Pub Date: Oct. 1st, 1994
Publisher: Viking

This ""prequel"" to The Scarlet Letter imagines the early life of Hester Prynne and serves as a creative addendum to that classic, but it could not stand on its own. The most impressive facet of this debut novel is the skill with which Bigsby (American Studies/Univ. of East Anglia) imitates Hawthorne's authorial voice, but at the same time one can't help asking whether such mimicry is necessary. There is some fine writing wrapped in old-style layers of verbiage, but naturally there is little suspense with regard to plot as Hester enters into a marriage with Roger Chillingsworth, which at first seems agreeable to both parties but quickly turns loveless and oppressive. Hester nervously escapes across the Atlantic on a boat called the Hope, on which she meets Arthur Dimmesdale. After much digression on the part of the narrator (""Is the coming together of a man and a woman not a route to the spirit?""), the two sleep together. Once ashore, a repentant Dimmesdale insists that he has an obligation to the church and cannot involve himself with her, and pregnant Hester -- apparently a pro-lifer, she rejects the idea of forcing a miscarriage and muses, ""Shall the soil refuse the seed?"" -- is ostracized.
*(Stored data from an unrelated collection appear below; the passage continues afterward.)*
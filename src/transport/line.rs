//! Line-based command transport over the primary output stream.

use async_trait::async_trait;
use std::io;
use tokio::io::{AsyncWrite, AsyncWriteExt, Stdout};
use tracing::debug;

use super::Transport;

/// Writes one newline-terminated, tab-delimited record per command and
/// flushes immediately so the peer always sees complete lines.
///
/// In production the writer is the process stdout; tests substitute a
/// scripted writer. A write failure (typically a broken pipe once the peer
/// exits) is surfaced to the dispatcher, which treats it as fatal.
pub struct LineTransport<W = Stdout> {
    out: W,
}

impl LineTransport {
    /// Line transport over the process stdout.
    pub fn stdout() -> Self {
        Self {
            out: tokio::io::stdout(),
        }
    }
}

impl Default for LineTransport {
    fn default() -> Self {
        Self::stdout()
    }
}

impl<W: AsyncWrite + Unpin + Send> LineTransport<W> {
    /// Line transport over an arbitrary writer.
    pub fn new(out: W) -> Self {
        Self { out }
    }
}

#[async_trait]
impl<W: AsyncWrite + Unpin + Send> Transport for LineTransport<W> {
    async fn send_record(&mut self, record: &str) -> io::Result<()> {
        let mut line = String::with_capacity(record.len() + 1);
        line.push_str(record);
        line.push('\n');

        self.out.write_all(line.as_bytes()).await?;
        self.out.flush().await?;

        debug!("Wrote {} bytes to the line channel", line.len());
        Ok(())
    }
}
use serde_json::{Map, Number, Value};

use crate::{
    accumulator::Offending,
    compiler,
    error::ViolationKind,
    ext::numeric,
    keywords::{helpers, CompilationResult},
    paths::{LazyLocation, Location},
    validator::{Validate, ValidationContext},
};

pub(crate) struct MinimumValidator {
    limit: Number,
    exclusive: bool,
    location: Location,
}

impl MinimumValidator {
    #[inline]
    pub(crate) fn compile(
        ctx: &compiler::Context,
        parent: &Map<String, Value>,
        schema: &Value,
    ) -> CompilationResult {
        let Value::Number(limit) = schema else {
            return Err(helpers::invalid(ctx, "minimum", "a number"));
        };
        let exclusive = match parent.get("exclusiveMinimum") {
            None => false,
            Some(Value::Bool(exclusive)) => *exclusive,
            Some(_) => return Err(helpers::invalid(ctx, "exclusiveMinimum", "a boolean")),
        };
        Ok(Box::new(MinimumValidator {
            limit: limit.clone(),
            exclusive,
            location: ctx.location().join("minimum"),
        }))
    }
}

impl Validate for MinimumValidator {
    fn validate<'s>(
        &'s self,
        instance: &Value,
        location: &LazyLocation,
        ctx: &mut ValidationContext<'s>,
    ) {
        if let Value::Number(item) = instance {
            let fails = if self.exclusive {
                numeric::le(item, &self.limit)
            } else {
                numeric::lt(item, &self.limit)
            };
            if fails {
                ctx.report(
                    location,
                    ViolationKind::Minimum,
                    Offending::Value(instance),
                    &self.location,
                );
            }
        }
    }
}

#[inline]
pub(crate) fn compile<'a>(
    ctx: &compiler::Context<'a>,
    parent: &'a Map<String, Value>,
    schema: &'a Value,
) -> Option<CompilationResult> {
    Some(MinimumValidator::compile(ctx, parent, schema))
}

#[cfg(test)]
mod tests {
    use crate::tests_util;
    use serde_json::{json, Value};
    use test_case::test_case;

    #[test_case(&json!(-42), false)]
    #[test_case(&json!(0), true)]
    #[test_case(&json!(-0.5), false)]
    #[test_case(&json!(u64::MAX), true)]
    #[test_case(&json!("-42"), true; "ignores non-numbers")]
    fn inclusive(instance: &Value, expected: bool) {
        let schema = json!({"minimum": 0});
        if expected {
            tests_util::is_valid(&schema, instance);
        } else {
            tests_util::expect_errors(&schema, instance, &["data is less than minimum"]);
        }
    }

    #[test_case(&json!(10), false)]
    #[test_case(&json!(10.0), false)]
    #[test_case(&json!(11), true)]
    fn exclusive(instance: &Value, expected: bool) {
        let validator = crate::validator_for(&json!({"minimum": 10, "exclusiveMinimum": true}))
            .expect("Invalid schema");
        assert_eq!(validator.is_valid(instance), expected);
    }

    #[test]
    fn exclusive_must_be_boolean() {
        assert!(crate::validator_for(&json!({"minimum": 1, "exclusiveMinimum": 1})).is_err());
    }

    #[test]
    fn location() {
        tests_util::assert_schema_location(&json!({"minimum": 1}), &json!(0), "/minimum");
    }
}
There is some imaginative rethinking of the original's behavioral codes as well. ""Proud, independent"" Hester's behavior is only occasionally anachronistic, but Bigsby practically apologizes for Dimmesdale: ""The 'A' which he traced with his finger in the air meant not adulteress but first and only, the alpha of his being."" Some of the freshest material here is the brief final section that deals with Hester's daughter, Pearl, who cannily tries to uncover her father's identity and wonders about her odd mother. An informative ""note"" about Hawthorne points up the book's problem: It tries to be both historical reconstruction and novel and doesn't fulfill either mission completely.